Qualche anno fa dovevo girare Django lives!, una storia scritta dal regista John Sayles con un Django più adulto. Il film doveva essere ambientato nel 1914, quando in America aprivano gli studios e si giravano i primi western. Poi è arrivato il Covid e il film è saltato. Nel frattempo Riccardo Tozzi della Cattleya continuava a insistere che partecipassi a questa nuova serie tv su Django. Interpreto il reverendo Jan, un uomo europeo con un passato da medico che aiuta Django quando la sua bambina si ammala. Ho accettato a una condizione, che si girasse la mia parte tutta in una settimana. Io la tv non la amo e non la faccio: io amo il cinema.
Come si spiega il successo ancora oggi planetario di quel personaggio del pistolero vendicatore?
Sicuramente è un film politico, e il personaggio è un difensore degli oppressi. Molti si sono immedesimati nella sua ribellione. Django di Sergio Corbucci l'abbiamo girato senza una lira. Avevamo anche dovuto interrompere le riprese perché non c'erano più soldi. Poi Sergio con il fratello Bruno ha convinto dei produttori spagnoli a finanziarci. Penso che sia il titolo più famoso al mondo, continuamente riproposto in tutte le televisioni. In Giappone ero più famoso di Clint Eastwood o Paul Newman. Quando Quentin Tarantino ha voluto fare un film omaggio, Django unchained del 2012, ha insistito perché dovevo esserci a tutti i costi. A me non interessava, ma alla fine ho accettato di girare un cameo.
Lei è uno dei pochi divi internazionali italiani, quale il suo segreto?
Marlon Brano mi disse quando lo andai a trovare a casa sua a Los Angeles: «Tu sei bello, ti do una dritta: o fai il protagonista o fai una scena o due dove tu sei il protagonista, non fare mai film in cui hai il terzo o il quarto ruolo». Anche Lawrence Olivier, che era il più grande attore del mondo, mi diede un consiglio: «Certo, hai un bel fisico, potresti fare l’eroe, ma che monotonia.

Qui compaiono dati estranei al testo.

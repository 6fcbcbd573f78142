//! Legacy fragment store: previously uploaded chapter files.
//!
//! Before structured generation existed, books were assembled from loose
//! files in an upload directory. A request lists the file names it wants,
//! in order; each file becomes one [`Fragment`] whose role is decided here,
//! once, from its name.
//!
//! Unreadable files never fail a run. They load as empty fragments, which
//! the normaliser skips.

use crate::model::Fragment;
use std::path::{Path, PathBuf};
use tracing::{debug, warn};

/// Reads named fragments from one directory.
#[derive(Debug, Clone)]
pub struct FragmentStore {
    dir: PathBuf,
}

impl FragmentStore {
    pub fn new(dir: impl Into<PathBuf>) -> Self {
        Self { dir: dir.into() }
    }

    pub fn dir(&self) -> &Path {
        &self.dir
    }

    /// Load `names` in order.
    ///
    /// Bytes are decoded as UTF-8 lossily. A name that is missing, unreadable
    /// or tries to leave the store directory yields an empty fragment.
    pub async fn load(&self, names: &[String]) -> Vec<Fragment> {
        let mut fragments = Vec::with_capacity(names.len());
        for name in names {
            let text = match self.path_for(name) {
                Some(path) => match tokio::fs::read(&path).await {
                    Ok(bytes) => {
                        debug!("Loaded fragment '{}' ({} bytes)", name, bytes.len());
                        String::from_utf8_lossy(&bytes).into_owned()
                    }
                    Err(e) => {
                        warn!("Fragment '{}' unavailable: {}", name, e);
                        String::new()
                    }
                },
                None => {
                    warn!("Fragment name '{}' is not a plain file name", name);
                    String::new()
                }
            };
            fragments.push(Fragment::classified(name.clone(), text));
        }
        fragments
    }

    /// Only bare file names are looked up; anything with a directory part
    /// is refused.
    fn path_for(&self, name: &str) -> Option<PathBuf> {
        let trimmed = name.trim();
        let file_name = Path::new(trimmed).file_name()?;
        if file_name != trimmed {
            return None;
        }
        Some(self.dir.join(file_name))
    }
}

Cambia ruolo in continuazione. Avrai alti e bassi nella carriera, ma a lungo andare i frutti arriveranno» Mi sono divertito a fare tutti i ruoli, con tutte le cinematografie del mondo.
E con Hollywood che rapporto ha avuto?
Quando venni scelto da Hollywood per il musical Camelot del 1967 avevo un contratto per 5 film con la Warner. Ma io volevo tornare in Europa, mi mancava l’Italia. «Sei un pazzo» mi dicevano, ma io strappai il contratto. Sono sempre stato un essere libero, la mia vita è fatta di principi, ho fatto il cinema come volevo io. Certo non dimenticando l’America dove sono tornato a girare tante volte.
C’è da scommettere la sua agenda è ancora fitta di impegni…
Interpreto la figura del Papa nel film con Russell Crowe L’esorcista del Papa, sulla storia di padre Gabriele Amorth, che uscirà in Italia il 13 aprile. Mi avevano offerto qualche scena nel film The Equalizer 2 con Denzel Whasington. C’erano tanti soldi in ballo, ma i soldi non mi interessano. Mi interessa piuttosto rimanere coerente: ho rinunciato per fare un piccolo film italiano bellissimo, Giorni felici del giovane regista Simone Petralia. La protagonista è Anna Galiena, una attrice famosissima in partenza per Hollywood, ma che comincia a stare male. Il figlio di lei chiama suo padre, che non parla da anni con la madre, per aiutarla. E piano piano rinasce una storia d’amore incredibile. E adesso spero di fare un film a Cuba, Black beans and rice di Robert Port. Un padre e un figlio che non si conoscono si ritrovano a viaggiare insieme fra le montagne di Cuba per spargere le ceneri della madre morta. Anche qui sentimenti importanti.